Records for this task section start

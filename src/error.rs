//! Error types for dochub
//!
//! Centralized error handling using thiserror.

use thiserror::Error;

/// All error types that can occur in dochub
#[derive(Debug, Error)]
pub enum DocHubError {
    /// No tool with this id in the catalog
    #[error("Tool not found: {0}")]
    ToolNotFound(String),

    /// Two catalog entries share an id
    #[error("Duplicate tool id: {0}")]
    DuplicateTool(String),

    /// Category name could not be parsed
    #[error("Unknown category: {0}")]
    UnknownCategory(String),

    /// Quick-filter tag could not be parsed
    #[error("Unknown tag: {0}")]
    UnknownTag(String),

    /// The process action is disabled for the current input
    #[error("Action unavailable: {0}")]
    InvalidAction(String),

    /// Transition not legal from the current phase
    #[error("Invalid state: {0}")]
    InvalidState(String),

    /// No tool is currently open
    #[error("No open session")]
    NoSession,

    /// Unexpected fault while a session was processing
    #[error("Processing fault: {0}")]
    ProcessingFault(String),

    /// Clipboard write failed
    #[error("Clipboard error: {0}")]
    Clipboard(String),

    /// Configuration or static data is inconsistent
    #[error("Config error: {0}")]
    Config(String),

    /// IO error
    #[error("IO error: {0}")]
    Io(#[from] std::io::Error),

    /// JSON serialization error
    #[error("JSON error: {0}")]
    Json(#[from] serde_json::Error),

    /// YAML parse error
    #[error("YAML error: {0}")]
    Yaml(#[from] serde_yaml::Error),
}

/// Result type alias for dochub operations
pub type Result<T> = std::result::Result<T, DocHubError>;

Records for this task section end

Aim of the exercise:
Wherever a line of the entries holds the string "parsed", copy that line.

Reply to the task:
    /// Category name could not be parsed
    /// Quick-filter tag could not be parsed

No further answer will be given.